I beheld her lying dead, and thought those young ones, for which she was so careful, must now perish for want of their dam to nourish them. After some painful considerations on the subject, I climbed up the tree, took all the young birds, and killed them, supposing that better than to leave them to pine away and die miserably. In this case I believe that Scripture proverb was fulfilled, ‘The tender mercies of the wicked are cruel.’ I then went on my errand, and for some hours could think of little else but the cruelties I had committed, and was much troubled. Thus He whose tender mercies are over all his works hath placed a principle in the human mind, which incites to exercise goodness towards every living creature; and this being singly attended to, people become tender-hearted and sympathizing; but when frequently and totally rejected, the mind becomes shut up in a contrary disposition.

—The Journal of John Woolman, pp. 2–3, Whittier edition

I AM FORTUNATE that every few years I am able to accompany my husband Mark to Jamaica, where he teaches a course in Tropical Ecology. Each morning, weather permitting, we are out on the reefs snorkeling, gazing in wonder and delight at the amazing coral reef community. Because I swim without a wet suit—in only a bathing suit covered with T-shirt so I don’t burn in the sun—I am in direct contact with the water. It is a place “fearfully and wonderfully made,” a community of bright colors and quick fishy dartings, of waving anemones and fiery coral, of gentle sea slugs and gleaming barracuda, spiny sea urchins and pulsing jellyfish. And in rare moments, after I’ve been there a little while, I feel as if I belong. I forget I am a guest and become, however fleetingly, a member of that community. And it is always with a sense of shock—and loss—that I realize I must rise to the surface and become again an air-breathing creature.

When we are in contact like this—when we truly connect—we know these moments as precious. Awe, gratitude, and joy all spring from within us when we are connected. Meeting for Worship can connect us, being in non-human communities can connect us, dance, music, sex, good food, prayer, a long conversation with a good friend, laughter, tears—all can connect us. And they are all “natural”—there are really no natural versus unnatural connections, just connections, an unlimited number of ways to be one with Creation and the Creator.

Where we fail is in not allowing true “connections” to occur. We disconnect ourselves at every interval, by our fanatic adherence to rigid time frames, by choosing the making of money over connections with family and friends, by watching television (that great disconnector which turns us into observers of rather than participants in life): We disconnect in our culture’s emphasis on doing things faster rather than better, in our need to categorize people by their gender or race or religion or nationality, in the eating of packaged and processed food that often bears little resemblance to the plants and animals that yielded their substance for them—the disconnections seem endless.

For me personally, one of the symbols of our culture’s disconnectedness comes through music.

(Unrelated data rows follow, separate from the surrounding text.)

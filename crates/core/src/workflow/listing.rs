use std::fmt;

use jobpilot_runtime::Scope;

use crate::site;

pub const UNKNOWN_POSITION: &str = "unknown position";
pub const UNKNOWN_COMPANY: &str = "unknown company";

/// A job card found on the results page. Only valid while that page is loaded.
pub struct JobListing<N> {
	/// Zero-based discovery position.
	pub position: usize,
	pub handle: N,
}

#[derive(Debug, Clone, PartialEq, Eq)]
pub struct ListingDetails {
	pub title: String,
	pub company: String,
	pub salary: String,
}

impl<N: Scope> JobListing<N> {
	/// Display fields read from the card, with placeholders for missing ones.
	pub async fn details(&self) -> ListingDetails {
		ListingDetails {
			title: site::CARD_TITLE.first_text(&self.handle).await.unwrap_or_else(|| UNKNOWN_POSITION.to_string()),
			company: site::CARD_COMPANY.first_text(&self.handle).await.unwrap_or_else(|| UNKNOWN_COMPANY.to_string()),
			salary: site::CARD_SALARY.first_text(&self.handle).await.unwrap_or_default(),
		}
	}
}

impl fmt::Display for ListingDetails {
	fn fmt(&self, f: &mut fmt::Formatter<'_>) -> fmt::Result {
		write!(f, "{} @ {}", self.title, self.company)?;
		if !self.salary.is_empty() {
			write!(f, " ({})", self.salary)?;
		}
		Ok(())
	}
}

/// What happened to one listing.
#[derive(Debug, Clone, PartialEq, Eq)]
pub enum ListingOutcome {
	Applied,
	/// The chat control says a conversation already exists.
	AlreadyContacted,
	/// No chat control on the detail page.
	NoControl,
	Failed(String),
}

impl fmt::Display for ListingOutcome {
	fn fmt(&self, f: &mut fmt::Formatter<'_>) -> fmt::Result {
		match self {
			ListingOutcome::Applied => f.write_str("applied"),
			ListingOutcome::AlreadyContacted => f.write_str("already contacted"),
			ListingOutcome::NoControl => f.write_str("no chat button"),
			ListingOutcome::Failed(reason) => write!(f, "failed: {reason}"),
		}
	}
}

/// Per-run counts. `applied + skipped + failed == processed`.
#[derive(Debug, Clone, Copy, Default, PartialEq, Eq)]
pub struct ApplyReport {
	pub discovered: usize,
	pub processed: usize,
	pub applied: usize,
	pub skipped: usize,
	pub failed: usize,
}

impl ApplyReport {
	pub fn record(&mut self, outcome: &ListingOutcome) {
		self.processed += 1;
		match outcome {
			ListingOutcome::Applied => self.applied += 1,
			ListingOutcome::AlreadyContacted | ListingOutcome::NoControl => self.skipped += 1,
			ListingOutcome::Failed(_) => self.failed += 1,
		}
	}
}

impl fmt::Display for ApplyReport {
	fn fmt(&self, f: &mut fmt::Formatter<'_>) -> fmt::Result {
		write!(
			f,
			"applied {} of {} ({} skipped, {} failed, {} found)",
			self.applied, self.processed, self.skipped, self.failed, self.discovered
		)
	}
}
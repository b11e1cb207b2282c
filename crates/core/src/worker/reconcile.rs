use jobpilot_protocol::{TaskPatch, TaskStatus};
use tracing::{info, warn};

use crate::error::Result;
use crate::settings::StaleRunningPolicy;
use crate::store::TaskQueue;

pub const ABANDONED_LOG: &str = "abandoned: worker stopped while task was running";
pub const REQUEUED_LOG: &str = "requeued: worker stopped while task was running";

/// Resolves tasks left `running` by a previous worker process. Returns how
/// many were touched.
pub async fn reconcile_running(queue: &TaskQueue, policy: StaleRunningPolicy) -> Result<usize> {
	let stale = queue.running()?;
	for task in &stale {
		match policy {
			StaleRunningPolicy::Fail => {
				queue.update(&task.id, TaskPatch::new().status(TaskStatus::Failed).log(ABANDONED_LOG)).await?;
				warn!(target = "jobpilot", id = %task.id, "marked abandoned task failed");
			}
			StaleRunningPolicy::Requeue => {
				queue.requeue(&task.id, REQUEUED_LOG).await?;
				info!(target = "jobpilot", id = %task.id, "requeued abandoned task");
			}
		}
	}
	Ok(stale.len())
}
//! Persisted session credential (`cookies.json`).

use std::path::PathBuf;

use jobpilot_protocol::SessionCredential;
use tracing::{debug, warn};

use super::fs::{load_json, save_secret_json};
use crate::paths::StatePaths;

/// Cookie store for the single automated account.
///
/// Failures never propagate: a credential that cannot be read is treated as
/// absent and a failed save is logged.
#[derive(Debug, Clone)]
pub struct SessionStore {
	path: PathBuf,
}

impl SessionStore {
	pub fn new(paths: &StatePaths) -> Self {
		Self { path: paths.cookies.clone() }
	}

	pub fn load(&self) -> Option<SessionCredential> {
		match load_json::<SessionCredential>(&self.path) {
			Ok(Some(credential)) if !credential.is_empty() => {
				debug!(target = "jobpilot", cookies = credential.len(), "session credential loaded");
				Some(credential)
			}
			Ok(_) => None,
			Err(err) => {
				warn!(target = "jobpilot", error = %err, "ignoring unreadable session credential");
				None
			}
		}
	}

	pub fn save(&self, credential: &SessionCredential) {
		match save_secret_json(&self.path, credential) {
			Ok(()) => debug!(target = "jobpilot", cookies = credential.len(), "session credential saved"),
			Err(err) => warn!(target = "jobpilot", error = %err, "failed to save session credential"),
		}
	}
}
use serde::{Deserialize, Serialize};

/// A `(percent, message)` report emitted while a workflow runs.
#[derive(Debug, Clone, PartialEq, Eq, Serialize, Deserialize)]
pub struct ProgressEvent {
	pub percent: u8,
	pub message: String,
}

impl ProgressEvent {
	pub fn new(percent: u8, message: impl Into<String>) -> Self {
		Self {
			percent: percent.min(100),
			message: message.into(),
		}
	}

	/// Progress after `done` of `total` steps.
	pub fn step(done: usize, total: usize, message: impl Into<String>) -> Self {
		let percent = if total == 0 { 100 } else { (done.min(total) * 100 / total) as u8 };
		Self::new(percent, message)
	}

	/// Maps this event's 0-100 range onto the `low..=high` band.
	pub fn rescale(&self, low: u8, high: u8) -> u8 {
		let span = u32::from(high.saturating_sub(low));
		low + (u32::from(self.percent) * span / 100) as u8
	}
}

#[cfg(test)]
mod tests {
	use super::*;

	#[test]
	fn step_percentages() {
		assert_eq!(ProgressEvent::step(1, 3, "").percent, 33);
		assert_eq!(ProgressEvent::step(3, 3, "").percent, 100);
		assert_eq!(ProgressEvent::step(0, 0, "").percent, 100);
	}

	#[test]
	fn rescales_into_task_band() {
		assert_eq!(ProgressEvent::new(0, "").rescale(20, 90), 20);
		assert_eq!(ProgressEvent::new(50, "").rescale(20, 90), 55);
		assert_eq!(ProgressEvent::new(100, "").rescale(20, 90), 90);
	}
}
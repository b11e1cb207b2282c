//! On-disk stores in the data directory.

pub mod fs;
pub mod queue;
pub mod session;
pub mod user_config;

pub use queue::{QueueEntry, TaskQueue};
pub use session::SessionStore;
pub use user_config::UserConfigStore;
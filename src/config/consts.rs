// src/config/consts.rs

// Net config
pub const URL: &str = "https://www.fundamentus.com.br/fii_resultado.php";
pub const USER_AGENT: &str = "Mozilla/5.0";
pub const TIMEOUT_SECS: u64 = 10;

// Page structure
pub const TABLE_ID: &str = "tabelaResultado";

// Column headers as printed by the site (matched case-insensitively)
pub const COL_CODE: &str = "Papel";
pub const COL_SEGMENT: &str = "Segmento";
pub const COL_QUOTE: &str = "Cotação";
pub const COL_FFO_YIELD: &str = "FFO Yield";
pub const COL_DIVIDEND_YIELD: &str = "Dividend Yield";
pub const COL_PRICE_TO_BOOK: &str = "P/VP";
pub const COL_MARKET_VALUE: &str = "Valor de Mercado";
pub const COL_LIQUIDITY: &str = "Liquidez";
pub const COL_PROPERTY_COUNT: &str = "Qtd de imóveis";
pub const COL_PRICE_PER_M2: &str = "Preço do m2";
pub const COL_RENT_PER_M2: &str = "Aluguel por m2";
pub const COL_CAP_RATE: &str = "Cap Rate";
pub const COL_VACANCY: &str = "Vacância Média";

// Render
pub const RENDER_HEADERS: [&str; 4] = ["CÓDIGO", "SEGMENTO", "COTAÇÃO ATUAL", "DIVIDEND YIELD"];
// src/core/html.rs
//
// Thin helpers over `scraper` for walking one results table.

use scraper::{ElementRef, Html, Selector};

use super::sanitize::normalize_ws;

/// Parse a selector that is known at compile time.
/// Panics only on a typo in one of our own constants.
pub fn css(sel: &str) -> Selector {
    Selector::parse(sel).unwrap_or_else(|e| panic!("invalid selector {sel:?}: {e}"))
}

/// First match of `sel` anywhere in the document.
pub fn find<'a>(doc: &'a Html, sel: &Selector) -> Option<ElementRef<'a>> {
    doc.select(sel).next()
}

/// First match of `sel` below `scope`.
pub fn find_in<'a>(scope: ElementRef<'a>, sel: &Selector) -> Option<ElementRef<'a>> {
    scope.select(sel).next()
}

/// Visible text of an element: nested tags dropped, whitespace collapsed.
pub fn cell_text(el: ElementRef<'_>) -> String {
    let raw: String = el.text().collect();
    normalize_ws(&raw)
}

/// Text of every `sel` match below `scope`, in document order.
pub fn texts(scope: ElementRef<'_>, sel: &Selector) -> Vec<String> {
    scope.select(sel).map(cell_text).collect()
}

Several years ago I spent three weeks with a group of American teenagers in a village in Estonia. Our Estonian hosts gave us a wonderful Fourth of July party, and after we ate we sat around a bonfire and sang. The Estonian teenagers would sing a song, and then the Americans. The Estonians sang beautiful folk songs, in four-part harmony. The American teenagers, to my great surprise (for I grew up singing) knew very few songs that they were able to sing (though they knew the words to many popular songs, such as music of the Beatles, they were not able to sing them), and they would suggest things like “A hundred bottles of beer on the wall”! I have attended graduations where the students could barely sing the class song they had practiced. I’ve even heard singing recently, on television and in the movies, that barely passed for music, in sharp contrast to movies of just 40 or 50 years ago. In my heart, this musical disharmony is a clear symbol for the disconnectedness and disharmony of our modern life.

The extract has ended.